[Records from a collection]
====
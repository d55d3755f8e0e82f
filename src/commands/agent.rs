//! Agent commands

use agentkit::response::ParsedResponse;
use agentkit::{DefaultHooks, EchoGenerator, RuntimeOverrides, Vars, Workspace};
use colored::*;
use eyre::{Context, Result};
use serde::Serialize;
use serde_yaml::Value;

use crate::cli::{AgentAction, OutputFormat};

pub fn run(action: AgentAction, workspace: &Workspace) -> Result<()> {
    match action {
        AgentAction::List { format } => list_agents(OutputFormat::resolve(format), workspace),
        AgentAction::Render { name, vars, format } => {
            render_agent(&name, &vars, OutputFormat::resolve(format), workspace)
        }
        AgentAction::Run { name, vars, format } => run_agent(&name, &vars, OutputFormat::resolve(format), workspace),
    }
}

/// Parse repeated `KEY=VALUE` arguments. Values are kept as strings.
pub fn parse_vars(pairs: &[String]) -> Result<Vars> {
    let mut vars = Vars::new();
    for pair in pairs {
        let (key, value) = pair
            .split_once('=')
            .ok_or_else(|| eyre::eyre!("Invalid --var '{}': expected KEY=VALUE", pair))?;
        if key.is_empty() {
            eyre::bail!("Invalid --var '{}': empty key", pair);
        }
        vars.insert(key.to_string(), Value::String(value.to_string()));
    }
    Ok(vars)
}

fn list_agents(format: OutputFormat, workspace: &Workspace) -> Result<()> {
    let names = workspace.agent_names().context("Failed to scan prompts directory")?;

    match format {
        OutputFormat::Json => println!("{}", serde_json::to_string_pretty(&names)?),
        OutputFormat::Yaml => println!("{}", serde_yaml::to_string(&names)?),
        OutputFormat::Text => {
            println!("{}", "Available Agents:".bold());
            println!();

            if names.is_empty() {
                println!(
                    "  {} No agents found in {}",
                    "(none)".dimmed(),
                    workspace.templates().dir().display()
                );
            } else {
                for name in &names {
                    println!("  {} {}", "●".green(), name.bold());
                }
            }
        }
    }

    Ok(())
}

fn render_agent(name: &str, vars: &[String], format: OutputFormat, workspace: &Workspace) -> Result<()> {
    let overrides = RuntimeOverrides::with_args(parse_vars(vars)?);
    let config = workspace
        .get_agent_config(name, &overrides)
        .with_context(|| format!("Failed to prepare agent '{}'", name))?;

    match format {
        OutputFormat::Json => println!("{}", serde_json::to_string_pretty(&config)?),
        OutputFormat::Yaml => println!("{}", serde_yaml::to_string(&config)?),
        OutputFormat::Text => {
            println!(
                "{} {} {}",
                "Agent:".bold(),
                config.agent.green().bold(),
                format!("({})", config.model.identifier).dimmed()
            );
            println!();
            println!("{}", "[system]".cyan());
            println!("{}", config.prompt.system);
            println!();
            println!("{}", "[user]".cyan());
            println!("{}", config.prompt.user);
        }
    }

    Ok(())
}

fn run_agent(name: &str, vars: &[String], format: OutputFormat, workspace: &Workspace) -> Result<()> {
    let overrides = RuntimeOverrides::with_args(parse_vars(vars)?);
    let mut agent = workspace
        .agent(name, Box::new(EchoGenerator), Box::new(DefaultHooks))
        .with_context(|| format!("Failed to load agent '{}'", name))?;
    let output = agent
        .run(&overrides)
        .with_context(|| format!("Agent '{}' failed", name))?;

    #[derive(Serialize)]
    struct RunSummary<'a> {
        agent: &'a str,
        model: &'a str,
        simulated: bool,
        response: &'a ParsedResponse,
    }

    let summary = RunSummary {
        agent: &output.agent,
        model: &output.model,
        simulated: output.simulated,
        response: &output.parsed,
    };

    match format {
        OutputFormat::Json => println!("{}", serde_json::to_string_pretty(&summary)?),
        OutputFormat::Yaml => println!("{}", serde_yaml::to_string(&summary)?),
        OutputFormat::Text => {
            let mode = if output.simulated { "simulated" } else { "echo" };
            println!("{} {} {}", "Agent:".bold(), output.agent.green().bold(), format!("({})", mode).dimmed());
            println!();
            match &output.parsed {
                ParsedResponse::Text(text) => println!("{}", text),
                ParsedResponse::Structured(value) => println!("{}", serde_json::to_string_pretty(value)?),
            }
        }
    }

    Ok(())
}
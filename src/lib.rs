//! Deterministic directory-server configuration resolution with ordered
//! failover.
//!
//! A deployment describes its directory servers either through a
//! multi-server YAML document (`ldap-servers.yml` under the configuration
//! home) or through the legacy flat `ldap-*` properties. [`Resolver`] picks
//! exactly one of the two, validates and defaults every field, and hands the
//! authentication engine an ordered [`ProfileSequence`] to try server by
//! server until one connection succeeds.

#![forbid(unsafe_code)]

pub mod document;
pub mod environment;
pub mod error;
pub mod legacy;
pub mod profile;
pub mod resolver;

pub use environment::{DeploymentEnvironment, Environment};
pub use error::{ConfigError, Result};
pub use profile::{
    DirectoryProfile, Encryption, ProfileRecord, ProfileSequence,
};
pub use resolver::Resolver;
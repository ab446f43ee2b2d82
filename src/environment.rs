//! Deployment environment capability.

use std::collections::HashMap;
use std::path::{Path, PathBuf};

/// Read-only view of the deployment environment.
///
/// The resolver only ever asks two things of its surroundings: where the
/// configuration home is, and what a legacy deployment property is set to.
/// Keeping both behind this trait keeps the resolution policy free of
/// process globals and trivially mockable.
pub trait Environment {
    /// Directory holding the deployment's configuration files.
    fn config_home(&self) -> &Path;

    /// Look up one legacy deployment property.
    fn property(&self, name: &str) -> Option<&str>;
}

/// Environment backed by a directory and an in-memory property namespace.
///
/// The surrounding system loads the legacy property file however it likes
/// and hands the flat map over; this crate never parses property files
/// itself.
#[derive(Debug, Default, Clone)]
pub struct DeploymentEnvironment {
    home: PathBuf,
    properties: HashMap<String, String>,
}

impl DeploymentEnvironment {
    /// Create a new [`DeploymentEnvironment`] rooted at `home`.
    pub fn new(home: impl Into<PathBuf>) -> Self {
        Self {
            home: home.into(),
            properties: HashMap::new(),
        }
    }

    /// Add one legacy property.
    pub fn with_property(
        mut self,
        name: impl Into<String>,
        value: impl Into<String>,
    ) -> Self {
        self.properties.insert(name.into(), value.into());
        self
    }

    /// Replace the whole legacy property namespace.
    pub fn with_properties(
        mut self,
        properties: HashMap<String, String>,
    ) -> Self {
        self.properties = properties;
        self
    }
}

impl Environment for DeploymentEnvironment {
    fn config_home(&self) -> &Path {
        &self.home
    }

    fn property(&self, name: &str) -> Option<&str> {
        self.properties.get(name).map(String::as_str)
    }
}

#[cfg(test)]
mod tests {
    use super::*;

    #[test]
    fn property_lookup() {
        let env = DeploymentEnvironment::new("/etc/dirauth")
            .with_property("ldap-hostname", "ldap.example.com");

        assert_eq!(env.config_home(), Path::new("/etc/dirauth"));
        assert_eq!(env.property("ldap-hostname"), Some("ldap.example.com"));
        assert_eq!(env.property("ldap-port"), None);
    }
}
//! Auth-session state for the current console operator.
//!
//! SYSTEM CONTEXT
//! ==============
//! Owned by the composition root and shared by `Arc` with route guards and
//! background verification tasks. Guards observe changes through
//! `subscribe`; nothing reads the session as ambient global state.
//!
//! DESIGN
//! ======
//! `is_authenticated` is derived from the fields on every read rather than
//! stored, so it cannot disagree with `token`/`user`/`invalidated`.
//! Listeners run after the state lock is released and receive an owned
//! snapshot, so a listener may call back into the store.

#[cfg(test)]
#[path = "session_test.rs"]
mod session_test;

use std::sync::{Arc, Mutex, PoisonError};

use serde::{Deserialize, Serialize};

use super::storage::{SessionStorage, StorageError};
use crate::net::types::UserProfile;

pub const DEFAULT_STORAGE_KEY: &str = "crm-auth";

// =============================================================================
// SESSION
// =============================================================================

/// Point-in-time view of the authentication state.
#[derive(Clone, Debug, Default, PartialEq)]
pub struct Session {
    pub token: Option<String>,
    pub user: Option<UserProfile>,
    /// A restore or credential exchange is in flight.
    pub is_loading: bool,
    /// Persisted state has been restored for this process.
    pub is_hydrated: bool,
    /// The held token was rejected or expired and must not be used.
    pub invalidated: bool,
    /// Consecutive token checks that could not reach the backend. Persisted
    /// with the token so the bound holds across restarts.
    pub verify_failures: u32,
}

impl Session {
    #[must_use]
    pub fn is_authenticated(&self) -> bool {
        self.token.is_some() && self.user.is_some() && !self.invalidated
    }

    /// The token, unless it has been locally invalidated.
    #[must_use]
    pub fn active_token(&self) -> Option<&str> {
        if self.invalidated { None } else { self.token.as_deref() }
    }
}

/// On-disk shape of a session.
#[derive(Clone, Debug, PartialEq, Serialize, Deserialize)]
struct PersistedSession {
    token: Option<String>,
    user: Option<UserProfile>,
    #[serde(default)]
    verify_failures: u32,
}

impl PersistedSession {
    fn of(session: &Session) -> Self {
        Self {
            token: session.token.clone(),
            user: session.user.clone(),
            verify_failures: session.verify_failures,
        }
    }
}

// =============================================================================
// SUBSCRIPTIONS
// =============================================================================

/// Handle returned by [`SessionStore::subscribe`].
#[derive(Clone, Copy, Debug, PartialEq, Eq, Hash)]
pub struct SubscriptionId(u64);

type Listener = Arc<dyn Fn(&Session) + Send + Sync>;

#[derive(Default)]
struct Listeners {
    next_id: u64,
    entries: Vec<(SubscriptionId, Listener)>,
}

// =============================================================================
// STORE
// =============================================================================

/// Mutable session holder with persistence and change notification.
pub struct SessionStore {
    storage: Arc<dyn SessionStorage>,
    key: String,
    state: Mutex<Session>,
    listeners: Mutex<Listeners>,
}

impl SessionStore {
    #[must_use]
    pub fn new(storage: Arc<dyn SessionStorage>, key: impl Into<String>) -> Self {
        Self {
            storage,
            key: key.into(),
            state: Mutex::new(Session::default()),
            listeners: Mutex::new(Listeners::default()),
        }
    }

    #[must_use]
    pub fn snapshot(&self) -> Session {
        self.state().clone()
    }

    #[must_use]
    pub fn is_authenticated(&self) -> bool {
        self.state().is_authenticated()
    }

    /// Restore token and user from storage. Hydrates once per store; later
    /// calls return the current snapshot without touching storage.
    pub fn initialize_auth(&self) -> Session {
        {
            let mut state = self.state();
            if state.is_hydrated {
                return state.clone();
            }
            state.is_loading = true;
        }
        self.notify();

        let restored = self.read_persisted();

        let snapshot = {
            let mut state = self.state();
            if state.is_hydrated {
                return state.clone();
            }
            // A login that landed while restoring wins over the stored record.
            if state.token.is_none() {
                if let Some(persisted) = restored {
                    state.token = persisted.token;
                    state.user = persisted.user;
                    state.verify_failures = persisted.verify_failures;
                    state.invalidated = false;
                }
            }
            state.is_loading = false;
            state.is_hydrated = true;
            state.clone()
        };
        tracing::info!(
            authenticated = snapshot.is_authenticated(),
            user_id = snapshot.user.as_ref().map_or("-", |u| u.id.as_str()),
            "session hydrated"
        );
        self.notify();
        snapshot
    }

    /// Enter the authenticated state and persist it.
    pub fn login(&self, token: impl Into<String>, user: UserProfile) {
        let persisted = {
            let mut state = self.state();
            state.token = Some(token.into());
            state.user = Some(user);
            state.invalidated = false;
            state.is_loading = false;
            state.verify_failures = 0;
            PersistedSession::of(&state)
        };
        tracing::info!(user_id = persisted.user.as_ref().map_or("-", |u| u.id.as_str()), "session login");
        self.write_persisted(&persisted);
        self.notify();
    }

    /// Clear in-memory state and the persisted record.
    ///
    /// # Errors
    ///
    /// Returns the storage error if the persisted record could not be
    /// removed. In-memory state is cleared either way, but the record will
    /// be restored by the next hydration.
    pub fn logout(&self) -> Result<(), StorageError> {
        {
            let mut state = self.state();
            state.token = None;
            state.user = None;
            state.invalidated = false;
            state.is_loading = false;
            state.verify_failures = 0;
        }
        let removed = self.storage.remove_item(&self.key);
        match &removed {
            Ok(()) => tracing::info!("session logout"),
            Err(e) => tracing::warn!(error = %e, "session logout; persisted record not cleared"),
        }
        self.notify();
        removed
    }

    /// Mark the held token as unusable without clearing storage.
    /// Returns `false` when there is no token to invalidate.
    pub fn invalidate(&self) -> bool {
        {
            let mut state = self.state();
            if state.token.is_none() || state.invalidated {
                return false;
            }
            state.invalidated = true;
        }
        tracing::debug!("session token invalidated");
        self.notify();
        true
    }

    /// Replace the profile after a successful verification.
    /// Ignored when no usable token is held.
    pub fn set_user(&self, user: UserProfile) -> bool {
        let persisted = {
            let mut state = self.state();
            if state.active_token().is_none() {
                return false;
            }
            if state.user.as_ref() == Some(&user) {
                return true;
            }
            state.user = Some(user);
            PersistedSession::of(&state)
        };
        self.write_persisted(&persisted);
        self.notify();
        true
    }

    /// Count a token check that could not reach the backend and return the
    /// new consecutive total. Returns `0` when no usable token is held.
    pub fn record_verify_failure(&self) -> u32 {
        let (failures, persisted) = {
            let mut state = self.state();
            if state.active_token().is_none() {
                return 0;
            }
            state.verify_failures = state.verify_failures.saturating_add(1);
            (state.verify_failures, PersistedSession::of(&state))
        };
        self.write_persisted(&persisted);
        self.notify();
        failures
    }

    /// Reset the consecutive failure count after the backend answered.
    pub fn clear_verify_failures(&self) {
        let persisted = {
            let mut state = self.state();
            if state.verify_failures == 0 {
                return;
            }
            state.verify_failures = 0;
            PersistedSession::of(&state)
        };
        self.write_persisted(&persisted);
        self.notify();
    }

    pub fn set_loading(&self, loading: bool) {
        {
            let mut state = self.state();
            if state.is_loading == loading {
                return;
            }
            state.is_loading = loading;
        }
        self.notify();
    }

    /// Register `listener` to receive a snapshot after every mutation.
    pub fn subscribe<F>(&self, listener: F) -> SubscriptionId
    where
        F: Fn(&Session) + Send + Sync + 'static,
    {
        let mut listeners = self.listeners.lock().unwrap_or_else(PoisonError::into_inner);
        let id = SubscriptionId(listeners.next_id);
        listeners.next_id += 1;
        listeners.entries.push((id, Arc::new(listener)));
        id
    }

    /// Remove a listener. Returns `false` if `id` was not registered.
    pub fn unsubscribe(&self, id: SubscriptionId) -> bool {
        let mut listeners = self.listeners.lock().unwrap_or_else(PoisonError::into_inner);
        let before = listeners.entries.len();
        listeners.entries.retain(|(entry, _)| *entry != id);
        listeners.entries.len() != before
    }

    #[must_use]
    pub fn subscriber_count(&self) -> usize {
        self.listeners
            .lock()
            .unwrap_or_else(PoisonError::into_inner)
            .entries
            .len()
    }

    fn state(&self) -> std::sync::MutexGuard<'_, Session> {
        self.state.lock().unwrap_or_else(PoisonError::into_inner)
    }

    fn notify(&self) {
        let snapshot = self.snapshot();
        let listeners: Vec<Listener> = self
            .listeners
            .lock()
            .unwrap_or_else(PoisonError::into_inner)
            .entries
            .iter()
            .map(|(_, l)| Arc::clone(l))
            .collect();
        for listener in listeners {
            listener(&snapshot);
        }
    }

    fn read_persisted(&self) -> Option<PersistedSession> {
        let raw = match self.storage.get_item(&self.key) {
            Ok(Some(raw)) => raw,
            Ok(None) => return None,
            Err(e) => {
                tracing::warn!(error = %e, "failed to read persisted session");
                return None;
            }
        };
        match serde_json::from_str(&raw) {
            Ok(persisted) => Some(persisted),
            Err(e) => {
                tracing::warn!(error = %e, "discarding unreadable persisted session");
                if let Err(e) = self.storage.remove_item(&self.key) {
                    tracing::warn!(error = %e, "failed to remove unreadable persisted session");
                }
                None
            }
        }
    }

    fn write_persisted(&self, persisted: &PersistedSession) {
        let result = serde_json::to_string(persisted)
            .map_err(StorageError::from)
            .and_then(|raw| self.storage.set_item(&self.key, &raw));
        if let Err(e) = result {
            tracing::warn!(error = %e, "failed to persist session");
        }
    }
}
use std::path::PathBuf;

use clap::{Parser, Subcommand};
use serde_json::Value;
use tracing_subscriber::EnvFilter;

use crm_console::config::{ConfigError, ConsoleConfig, parse_base_url};
use crm_console::console::{Console, ConsoleError, ViewOutcome};
use crm_console::guard::Verification;
use crm_console::net::types::{Credentials, Registration};

#[derive(Debug, thiserror::Error)]
enum CliError {
    #[error("invalid configuration: {0}")]
    Config(#[from] ConfigError),
    #[error(transparent)]
    Console(#[from] ConsoleError),
    #[error("not signed in; redirected to {0}")]
    Redirected(String),
    #[error("token rejected; redirected to {0}")]
    Rejected(String),
    #[error("session still loading")]
    StillLoading,
    #[error("token verification failed: {0:?}")]
    Verification(Verification),
    #[error("invalid JSON payload: {0}")]
    InvalidJson(#[from] serde_json::Error),
}

#[derive(Parser, Debug)]
#[command(name = "crm-console", about = "CRM console session and protected-view client")]
struct Cli {
    #[arg(long, env = "CRM_API_BASE_URL")]
    base_url: Option<String>,

    #[arg(long, env = "CRM_STORAGE_PATH")]
    storage_path: Option<PathBuf>,

    #[command(subcommand)]
    command: Command,
}

#[derive(Subcommand, Debug)]
enum Command {
    /// Sign in and persist the session.
    Login {
        #[arg(long)]
        email: String,
        #[arg(long, env = "CRM_PASSWORD", hide_env_values = true)]
        password: String,
    },
    /// Create an account and sign in with it.
    Register {
        #[arg(long)]
        email: String,
        #[arg(long, env = "CRM_PASSWORD", hide_env_values = true)]
        password: String,
        #[arg(long)]
        name: String,
        #[arg(long)]
        company: Option<String>,
    },
    /// Clear the persisted session.
    Logout,
    /// Show the persisted session without contacting the backend.
    Status,
    /// Check the persisted token against the backend.
    Verify,
    /// Open a protected view and print its data.
    View {
        #[arg(default_value = "/api/leads")]
        path: String,
    },
}

#[tokio::main]
async fn main() -> Result<(), CliError> {
    let dotenv = dotenvy::dotenv();
    tracing_subscriber::fmt()
        .with_env_filter(EnvFilter::try_from_default_env().unwrap_or_else(|_| EnvFilter::new("warn")))
        .with_writer(std::io::stderr)
        .init();
    if let Err(e) = dotenv {
        if !e.not_found() {
            tracing::warn!(error = %e, "failed to load .env");
        }
    }

    let cli = Cli::parse();
    let mut config = ConsoleConfig::from_env()?;
    if let Some(base_url) = cli.base_url.as_deref() {
        config.api_base_url = parse_base_url("--base-url", base_url)?;
    }
    if let Some(path) = cli.storage_path {
        config.storage_path = path;
    }
    let console = Console::from_config(config)?;

    match cli.command {
        Command::Login { email, password } => {
            let user = console.login(&Credentials { email, password }).await?;
            eprintln!("signed in as {}", user.display_name());
            Ok(())
        }
        Command::Register { email, password, name, company } => {
            let user = console
                .register(&Registration { email, password, name, company })
                .await?;
            eprintln!("registered and signed in as {}", user.display_name());
            Ok(())
        }
        Command::Logout => {
            console.logout()?;
            eprintln!("signed out");
            Ok(())
        }
        Command::Status => run_status(&console),
        Command::Verify => run_verify(&console).await,
        Command::View { path } => run_view(&console, &path).await,
    }
}

fn run_status(console: &Console) -> Result<(), CliError> {
    let session = console.status();
    let status = serde_json::json!({
        "authenticated": session.is_authenticated(),
        "hydrated": session.is_hydrated,
        "user": session.user,
    });
    print_json(&status)
}

async fn run_verify(console: &Console) -> Result<(), CliError> {
    match console.verify().await {
        Verification::Verified => {
            eprintln!("token valid");
            Ok(())
        }
        Verification::Unreachable => {
            eprintln!("backend unreachable; keeping session");
            Ok(())
        }
        Verification::Skipped => Err(CliError::Redirected(last_redirect(console))),
        Verification::Rejected => Err(CliError::Rejected(last_redirect(console))),
        other => Err(CliError::Verification(other)),
    }
}

fn last_redirect(console: &Console) -> String {
    console
        .navigator()
        .last()
        .unwrap_or_else(|| console.guard("/").redirect_target())
}

async fn run_view(console: &Console, path: &str) -> Result<(), CliError> {
    match console.open(path).await? {
        ViewOutcome::Rendered(data) => print_json(&data),
        ViewOutcome::Redirected(target) => Err(CliError::Redirected(target)),
        ViewOutcome::Loading => Err(CliError::StillLoading),
    }
}

fn print_json(value: &Value) -> Result<(), CliError> {
    let rendered = serde_json::to_string_pretty(value)?;
    println!("{rendered}");
    Ok(())
}
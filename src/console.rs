//! Composition root: owns the session store, storage, backend client and
//! navigator for one console process.
//!
//! ARCHITECTURE
//! ============
//! Commands never reach the store through globals. `Console` builds one
//! `SessionStore`, hands `Arc` clones to each `RouteGuard` it mounts, and
//! keeps the navigation history so the binary can report redirects.

#[cfg(test)]
#[path = "console_test.rs"]
mod console_test;

use std::sync::{Arc, Mutex, PoisonError};

use serde_json::Value;

use crate::config::ConsoleConfig;
use crate::guard::{GuardView, Navigator, RouteGuard, Verification};
use crate::net::api::{ApiError, AuthApi, HttpBackend};
use crate::net::types::{AuthResponse, Credentials, Registration, UserProfile};
use crate::state::session::{Session, SessionStore};
use crate::state::storage::{FileStorage, SessionStorage, StorageError};

#[derive(Debug, thiserror::Error)]
pub enum ConsoleError {
    #[error("backend client unavailable: {0}")]
    Client(ApiError),
    #[error("sign-in failed: {0}")]
    Auth(ApiError),
    #[error("could not load {path}; please try again")]
    Fetch {
        path: String,
        #[source]
        source: ApiError,
    },
    #[error("could not clear the saved session: {0}")]
    Storage(#[from] StorageError),
}

/// Result of opening a protected view.
#[derive(Debug, Clone, PartialEq)]
pub enum ViewOutcome {
    /// The guard rendered children; the view's data.
    Rendered(Value),
    /// The guard redirected to login.
    Redirected(String),
    /// Hydration did not settle.
    Loading,
}

/// Navigator that records targets in order.
#[derive(Debug, Default)]
pub struct HistoryNavigator {
    visits: Mutex<Vec<String>>,
}

impl HistoryNavigator {
    #[must_use]
    pub fn visits(&self) -> Vec<String> {
        self.visits.lock().unwrap_or_else(PoisonError::into_inner).clone()
    }

    #[must_use]
    pub fn last(&self) -> Option<String> {
        self.visits.lock().unwrap_or_else(PoisonError::into_inner).last().cloned()
    }
}

impl Navigator for HistoryNavigator {
    fn navigate(&self, path: &str) {
        tracing::debug!(%path, "navigate");
        self.visits
            .lock()
            .unwrap_or_else(PoisonError::into_inner)
            .push(path.to_owned());
    }
}

pub struct Console {
    config: ConsoleConfig,
    store: Arc<SessionStore>,
    api: Arc<dyn AuthApi>,
    navigator: Arc<HistoryNavigator>,
}

impl Console {
    /// Wire file storage and the HTTP backend from `config`.
    ///
    /// # Errors
    ///
    /// Returns `Client` if the HTTP client cannot be built.
    pub fn from_config(config: ConsoleConfig) -> Result<Self, ConsoleError> {
        let storage = Arc::new(FileStorage::new(config.storage_path.clone()));
        let api = HttpBackend::new(&config.api_base_url, config.timeouts).map_err(ConsoleError::Client)?;
        tracing::debug!(base_url = %api.base_url(), storage = %storage.path().display(), "console wired");
        Ok(Self::new(config, storage, Arc::new(api)))
    }

    #[must_use]
    pub fn new(config: ConsoleConfig, storage: Arc<dyn SessionStorage>, api: Arc<dyn AuthApi>) -> Self {
        let store = Arc::new(SessionStore::new(storage, config.storage_key.clone()));
        Self { config, store, api, navigator: Arc::new(HistoryNavigator::default()) }
    }

    #[must_use]
    pub fn store(&self) -> &Arc<SessionStore> {
        &self.store
    }

    #[must_use]
    pub fn navigator(&self) -> &HistoryNavigator {
        &self.navigator
    }

    /// A guard for `route`, not yet mounted.
    #[must_use]
    pub fn guard(&self, route: &str) -> RouteGuard {
        RouteGuard::new(
            Arc::clone(&self.store),
            Arc::clone(&self.api),
            self.navigator.clone(),
            route,
            self.config.guard_options(),
        )
    }

    /// Hydrated session state without contacting the backend.
    #[must_use]
    pub fn status(&self) -> Session {
        self.store.initialize_auth()
    }

    /// Exchange credentials for a session and persist it.
    ///
    /// # Errors
    ///
    /// Returns `Auth` if the backend refuses or cannot be reached.
    pub async fn login(&self, credentials: &Credentials) -> Result<UserProfile, ConsoleError> {
        self.exchange(self.api.login(credentials)).await
    }

    /// Create an account and sign in with it.
    ///
    /// # Errors
    ///
    /// Returns `Auth` if the backend refuses or cannot be reached.
    pub async fn register(&self, registration: &Registration) -> Result<UserProfile, ConsoleError> {
        self.exchange(self.api.register(registration)).await
    }

    /// Clear the session here and in storage.
    ///
    /// # Errors
    ///
    /// Returns `Storage` if the saved session could not be removed.
    pub fn logout(&self) -> Result<(), ConsoleError> {
        self.store.initialize_auth();
        self.store.logout()?;
        Ok(())
    }

    /// Mount a guard on `/` and check the held token.
    pub async fn verify(&self) -> Verification {
        let mut guard = self.guard("/");
        guard.mount();
        guard.verify().await
    }

    /// Open a protected view: gate it, then load its data.
    ///
    /// # Errors
    ///
    /// Returns `Fetch` with a generic message if the data cannot be loaded.
    pub async fn open(&self, route: &str) -> Result<ViewOutcome, ConsoleError> {
        let mut guard = self.guard(route);
        match guard.mount_and_verify().await {
            GuardView::Loading => Ok(ViewOutcome::Loading),
            GuardView::Nothing => Ok(ViewOutcome::Redirected(guard.redirect_target())),
            GuardView::Children => {
                let Some(token) = self.store.snapshot().active_token().map(str::to_owned) else {
                    return Ok(ViewOutcome::Redirected(guard.redirect_target()));
                };
                match self.api.fetch_json(route, &token).await {
                    Ok(data) => Ok(ViewOutcome::Rendered(data)),
                    Err(source) => {
                        tracing::warn!(%route, error = %source, "view data fetch failed");
                        Err(ConsoleError::Fetch { path: route.to_owned(), source })
                    }
                }
            }
        }
    }

    async fn exchange<F>(&self, request: F) -> Result<UserProfile, ConsoleError>
    where
        F: std::future::Future<Output = Result<AuthResponse, ApiError>>,
    {
        self.store.initialize_auth();
        self.store.set_loading(true);
        match request.await {
            Ok(AuthResponse { user, token }) => {
                self.store.login(token, user.clone());
                Ok(user)
            }
            Err(e) => {
                self.store.set_loading(false);
                tracing::warn!(error = %e, "credential exchange failed");
                Err(ConsoleError::Auth(e))
            }
        }
    }
}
====
TO DO:
Look through the records for the word "protected". Every line that has it should be copied.

OUTPUT BELOW:
#[command(name = "crm-console", about = "CRM console session and protected-view client")]
    /// Open a protected view and print its data.
/// Result of opening a protected view.
    /// Open a protected view: gate it, then load its data.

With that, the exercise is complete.